Among the entries, find the lines with the string "EvidenceSource" and report them.
-*-
//! Merges every evidence tier into one authoritative job state.
//!
//! Tiers are consulted in a fixed trust order and the first one with an
//! answer wins:
//!
//! 1. durable override: success marker, or bundle plus structured result
//! 2. cache record in a terminal state
//! 3. cache record in progress
//! 4. stage-state file
//! 5. heuristic reconstruction (queue says pending but directories exist)
//! 6. the raw queue state, flagged unreliable
//!
//! Whenever a tier claims success but the deliverables are gone, the expiry
//! policy decides between "still finishing" and `expired`.

use std::sync::Arc;
use std::time::Duration;

use tracing::{debug, info};

use crate::artifacts::{ArtifactSet, ArtifactStore, StageFile};
use crate::cache::{EphemeralCache, set_if_newer};
use crate::clock::Clock;
use crate::config::{Config, ModerateEvidencePolicy};
use crate::lookup::Lookup;
use crate::queue::QueueReport;
use crate::state::{
    EvidenceSource, JobRecord, JobState, Resolution, Stage, StateEvidence,
};

pub const EXPIRED_MESSAGE: &str =
    "Results for this job are no longer available. They may have been cleaned up after expiring.";
pub const INTERRUPTED_MESSAGE: &str = "Job was interrupted and left in an invalid state";
pub const GENERIC_FAILURE_MESSAGE: &str = "The job failed without reporting an error message.";
pub const PARTIAL_ARTIFACTS_MESSAGE: &str =
    "Job appears to have completed but packaging may have been interrupted";
pub const RECONSTRUCTED_MESSAGE: &str = "Reconstructed from result artifacts after interruption";

/// Tunables of the reconciliation policy.
#[derive(Debug, Clone)]
pub struct ReconcilePolicy {
    /// Recency window when a stage-state file supplies the timestamp.
    pub rich_recency_window: Duration,
    /// Recency window when only a cache record, marker or queue payload does.
    pub simple_recency_window: Duration,
    pub moderate_evidence: ModerateEvidencePolicy,
    pub backfill_cache: bool,
    pub cache_ttl: Duration,
}

impl Default for ReconcilePolicy {
    fn default() -> Self {
        Self {
            rich_recency_window: Duration::from_secs(180),
            simple_recency_window: Duration::from_secs(60),
            moderate_evidence: ModerateEvidencePolicy::Success,
            backfill_cache: true,
            cache_ttl: Duration::from_secs(7 * 86_400),
        }
    }
}

impl ReconcilePolicy {
    pub fn from_config(config: &Config) -> Self {
        Self {
            rich_recency_window: Duration::from_secs(config.reconcile.rich_recency_window_secs),
            simple_recency_window: Duration::from_secs(config.reconcile.simple_recency_window_secs),
            moderate_evidence: config.reconcile.moderate_evidence,
            backfill_cache: config.reconcile.backfill_cache,
            cache_ttl: config.cache.ttl(),
        }
    }
}

/// Everything read once per `resolve` call.
struct Snapshot<'a> {
    job_id: &'a str,
    now: i64,
    artifacts: Lookup<ArtifactSet>,
    stage_file: Option<StageFile>,
    queue: &'a QueueReport,
}

pub struct StateReconciler {
    store: ArtifactStore,
    cache: Arc<dyn EphemeralCache>,
    clock: Arc<dyn Clock>,
    policy: ReconcilePolicy,
}

impl StateReconciler {
    pub fn new(
        store: ArtifactStore,
        cache: Arc<dyn EphemeralCache>,
        clock: Arc<dyn Clock>,
        policy: ReconcilePolicy,
    ) -> Self {
        Self {
            store,
            cache,
            clock,
            policy,
        }
    }

    pub fn policy(&self) -> &ReconcilePolicy {
        &self.policy
    }

    /// Determines the job's authoritative state.
    ///
    /// Never fails: unavailable tiers are skipped, and the queue's own answer
    /// is the last resort.
    pub fn resolve(&self, job_id: &str, queue: impl Into<QueueReport>) -> Resolution {
        let queue = queue.into();
        let snapshot = Snapshot {
            job_id,
            now: self.clock.unix_now(),
            artifacts: self.store.inspect(job_id),
            stage_file: self.store.read_stage_file(job_id).found(),
            queue: &queue,
        };

        let resolution = self
            .durable_override(&snapshot)
            .or_else(|| self.from_cache(&snapshot))
            .or_else(|| self.from_stage_file(&snapshot))
            .or_else(|| self.reconstruct(&snapshot))
            .unwrap_or_else(|| self.from_queue(&snapshot));
        let resolution = finalize(resolution);
        let resolution = match resolution.state {
            JobState::Success | JobState::Expired => {
                resolution.with_expiry(queue.expires_on(), queue.expires_in())
            }
            _ => resolution,
        };

        info!(
            job_id,
            queue_state = %queue.state,
            state = %resolution.state,
            source = ?resolution.evidence.source,
            reliable = resolution.evidence.reliable,
            "resolved job state"
        );
        resolution
    }

    fn durable_override(&self, snap: &Snapshot<'_>) -> Option<Resolution> {
        let set = snap.artifacts.as_found()?;
        let completed_at = snap
            .stage_file
            .as_ref()
            .filter(|f| f.normalized().0 == JobState::Success)
            .map(|f| f.timestamp);

        let (source, timestamp) = match set.marker {
            Some(marker_time) => (EvidenceSource::ArtifactMarker, completed_at.unwrap_or(marker_time)),
            None if set.has_deliverables() => (EvidenceSource::ArtifactFiles, completed_at.unwrap_or(0)),
            None => return None,
        };
        let evidence = StateEvidence::new(JobState::Success, source, true, timestamp)
            .with_artifacts(set.summary());
        let resolution = Resolution::from_evidence(evidence);

        // The marker is the commit point: a missing bundle right after it is
        // flush lag, and long after it is cleanup.
        if !set.has_deliverables()
            && (past_announced_expiry(snap) || !self.still_finishing(snap, set, Some(timestamp), false))
        {
            debug!(job_id = snap.job_id, "success marker present but results are gone");
            return Some(resolution.with_state(JobState::Expired).with_message(EXPIRED_MESSAGE));
        }

        if self.policy.backfill_cache {
            self.backfill(snap.job_id, timestamp);
        }
        Some(resolution)
    }

    fn backfill(&self, job_id: &str, timestamp: i64) {
        match self.cache.get(job_id) {
            Lookup::Found(record) if record.state == JobState::Success => {}
            Lookup::Unavailable => {}
            Lookup::Found(_) | Lookup::Missing => {
                let record = JobRecord::new(job_id, JobState::Success, timestamp);
                let outcome = set_if_newer(self.cache.as_ref(), &record, self.policy.cache_ttl);
                debug!(job_id, ?outcome, "backfilled cache from durable evidence");
            }
        }
    }

    fn from_cache(&self, snap: &Snapshot<'_>) -> Option<Resolution> {
        let record = match self.cache.get(snap.job_id) {
            Lookup::Found(record) => record,
            Lookup::Missing => return None,
            Lookup::Unavailable => {
                debug!(job_id = snap.job_id, "cache unavailable, skipping cache tiers");
                return None;
            }
        };
        let evidence = StateEvidence::new(record.state, EvidenceSource::Cache, true, record.timestamp)
            .with_metadata(record.metadata.clone());

        match record.state {
            JobState::Success => Some(self.claimed_success(
                snap,
                Resolution::from_evidence(evidence),
                Some(record.timestamp),
            )),
            JobState::Failure => {
                let message = crate::state::error_message_from(&record.metadata);
                let resolution = Resolution::from_evidence(evidence);
                Some(match message {
                    Some(message) => resolution.with_error_message(message),
                    None => resolution,
                })
            }
            JobState::Running => {
                // A terminal stage-state file at least as new as the record
                // means the cache missed the worker's last write.
                let superseded = snap.stage_file.as_ref().is_some_and(|file| {
                    file.normalized().0.is_terminal() && file.timestamp >= record.timestamp
                });
                if superseded {
                    debug!(job_id = snap.job_id, "ignoring stale running record in cache");
                    return None;
                }
                let evidence = evidence.with_stage(record.stage, record.stage_info());
                Some(Resolution::from_evidence(evidence))
            }
            JobState::Pending
            | JobState::Expired
            | JobState::Revoked
            | JobState::Interrupted => None,
        }
    }

    fn from_stage_file(&self, snap: &Snapshot<'_>) -> Option<Resolution> {
        let file = snap.stage_file.as_ref()?;
        let (state, stage) = file.normalized();
        let stage_info = file
            .stage_info
            .clone()
            .or_else(|| file.stage.clone().filter(|_| stage.is_none()));
        let evidence = StateEvidence::new(state, EvidenceSource::ArtifactStateFile, true, file.timestamp)
            .with_stage(stage, stage_info)
            .with_metadata(file.to_metadata());
        let resolution = Resolution::from_evidence(evidence);

        Some(match state {
            JobState::Success => self.claimed_success(snap, resolution, None),
            JobState::Failure => match file.error_message() {
                Some(message) => resolution.with_error_message(message),
                None => resolution,
            },
            JobState::Revoked | JobState::Running => resolution,
            // The file only exists once a worker picked the job up.
            JobState::Pending | JobState::Expired | JobState::Interrupted => {
                resolution.with_state(JobState::Running)
            }
        })
    }

    fn reconstruct(&self, snap: &Snapshot<'_>) -> Option<Resolution> {
        if !snap.queue.state.is_pending() {
            return None;
        }
        let set = snap.artifacts.as_found()?;
        if !set.any_directory() {
            return None;
        }
        debug!(job_id = snap.job_id, artifacts = ?set.summary(), "queue reports pending but job directories exist");

        let evidence = |state| {
            StateEvidence::new(state, EvidenceSource::Heuristic, true, 0).with_artifacts(set.summary())
        };

        if set.has_strong_evidence() {
            return Some(Resolution::from_evidence(evidence(JobState::Success)));
        }
        if set.has_moderate_evidence() {
            return Some(match self.policy.moderate_evidence {
                ModerateEvidencePolicy::Success => {
                    Resolution::from_evidence(evidence(JobState::Success)).with_message(PARTIAL_ARTIFACTS_MESSAGE)
                }
                ModerateEvidencePolicy::Running => Resolution::from_evidence(
                    evidence(JobState::Running).with_stage(Some(Stage::Packaging), None),
                )
                .with_message(PARTIAL_ARTIFACTS_MESSAGE),
            });
        }
        if set.has_weak_evidence() {
            let resolution = Resolution::from_evidence(evidence(JobState::Interrupted));
            // Results may have landed since the snapshot was taken.
            let recovered = self
                .store
                .inspect(snap.job_id)
                .found()
                .is_some_and(|now| now.has_strong_evidence());
            return Some(if recovered {
                info!(job_id = snap.job_id, "interrupted job has complete results");
                resolution.with_state(JobState::Success).with_message(RECONSTRUCTED_MESSAGE)
            } else {
                info!(job_id = snap.job_id, "interrupted job left no usable results");
                resolution
                    .with_state(JobState::Failure)
                    .with_error_message(INTERRUPTED_MESSAGE)
            });
        }
        None
    }

    fn from_queue(&self, snap: &Snapshot<'_>) -> Resolution {
        let queue = snap.queue;
        let state = queue.state.job_state();
        let evidence = StateEvidence::new(state, EvidenceSource::Queue, false, queue.created_on().unwrap_or(0))
            .with_metadata(queue.payload().unwrap_or_default());
        let resolution = Resolution::from_evidence(evidence);

        match state {
            JobState::Success => self.claimed_success(snap, resolution, queue.created_on()),
            JobState::Failure => match queue.error_message() {
                Some(message) => resolution.with_error_message(message),
                None => resolution,
            },
            _ => resolution,
        }
    }

    /// A non-marker tier says success: check the deliverables are still there.
    fn claimed_success(&self, snap: &Snapshot<'_>, resolution: Resolution, claim_time: Option<i64>) -> Resolution {
        let set = match &snap.artifacts {
            Lookup::Found(set) => set,
            // Cannot see the disk: nothing contradicts the claim.
            Lookup::Missing | Lookup::Unavailable => return resolution,
        };
        if set.has_deliverables() {
            return resolution;
        }
        if past_announced_expiry(snap) {
            debug!(job_id = snap.job_id, "result folder is past its announced expiry");
            return resolution.with_state(JobState::Expired).with_message(EXPIRED_MESSAGE);
        }
        if self.still_finishing(snap, set, claim_time, true) {
            let stage = snap.stage_file.as_ref().and_then(|f| f.normalized().1);
            return resolution.running(stage);
        }
        resolution.with_state(JobState::Expired).with_message(EXPIRED_MESSAGE)
    }

    /// Whether missing deliverables are explained by a job still finishing.
    fn still_finishing(
        &self,
        snap: &Snapshot<'_>,
        set: &ArtifactSet,
        claim_time: Option<i64>,
        consider_partial_writes: bool,
    ) -> bool {
        let within = |timestamp: i64, window: Duration| {
            let window = i64::try_from(window.as_secs()).unwrap_or(i64::MAX);
            timestamp > 0 && snap.now.saturating_sub(timestamp) <= window
        };

        let packaging = snap.stage_file.as_ref().is_some_and(StageFile::is_packaging);
        let recent_stage_file = snap
            .stage_file
            .as_ref()
            .is_some_and(|f| within(f.timestamp, self.policy.rich_recency_window));
        let recent_claim = claim_time.is_some_and(|t| within(t, self.policy.simple_recency_window));
        let partial_write = consider_partial_writes && set.write_in_progress();

        packaging || recent_stage_file || recent_claim || partial_write
    }
}

/// The queue payload announced when the result folder would be removed, and
/// that moment has passed.
fn past_announced_expiry(snap: &Snapshot<'_>) -> bool {
    snap.queue.expires_on().is_some_and(|t| snap.now > t)
}

/// Surface-level guarantees: failures carry a message, and `interrupted`
/// never leaves the reconciler.
fn finalize(mut resolution: Resolution) -> Resolution {
    if resolution.state == JobState::Interrupted {
        resolution.state = JobState::Failure;
        resolution.error_message = Some(INTERRUPTED_MESSAGE.to_string());
    }
    if resolution.state == JobState::Failure
        && resolution
            .error_message
            .as_deref()
            .is_none_or(|m| m.trim().is_empty())
    {
        resolution.error_message = Some(GENERIC_FAILURE_MESSAGE.to_string());
    }
    resolution
}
-*-
**Task output**.
    EvidenceSource, JobRecord, JobState, Resolution, Stage, StateEvidence,
            Some(marker_time) => (EvidenceSource::ArtifactMarker, completed_at.unwrap_or(marker_time)),
            None if set.has_deliverables() => (EvidenceSource::ArtifactFiles, completed_at.unwrap_or(0)),
        let evidence = StateEvidence::new(record.state, EvidenceSource::Cache, true, record.timestamp)
        let evidence = StateEvidence::new(state, EvidenceSource::ArtifactStateFile, true, file.timestamp)
            StateEvidence::new(state, EvidenceSource::Heuristic, true, 0).with_artifacts(set.summary())
        let evidence = StateEvidence::new(state, EvidenceSource::Queue, false, queue.created_on().unwrap_or(0))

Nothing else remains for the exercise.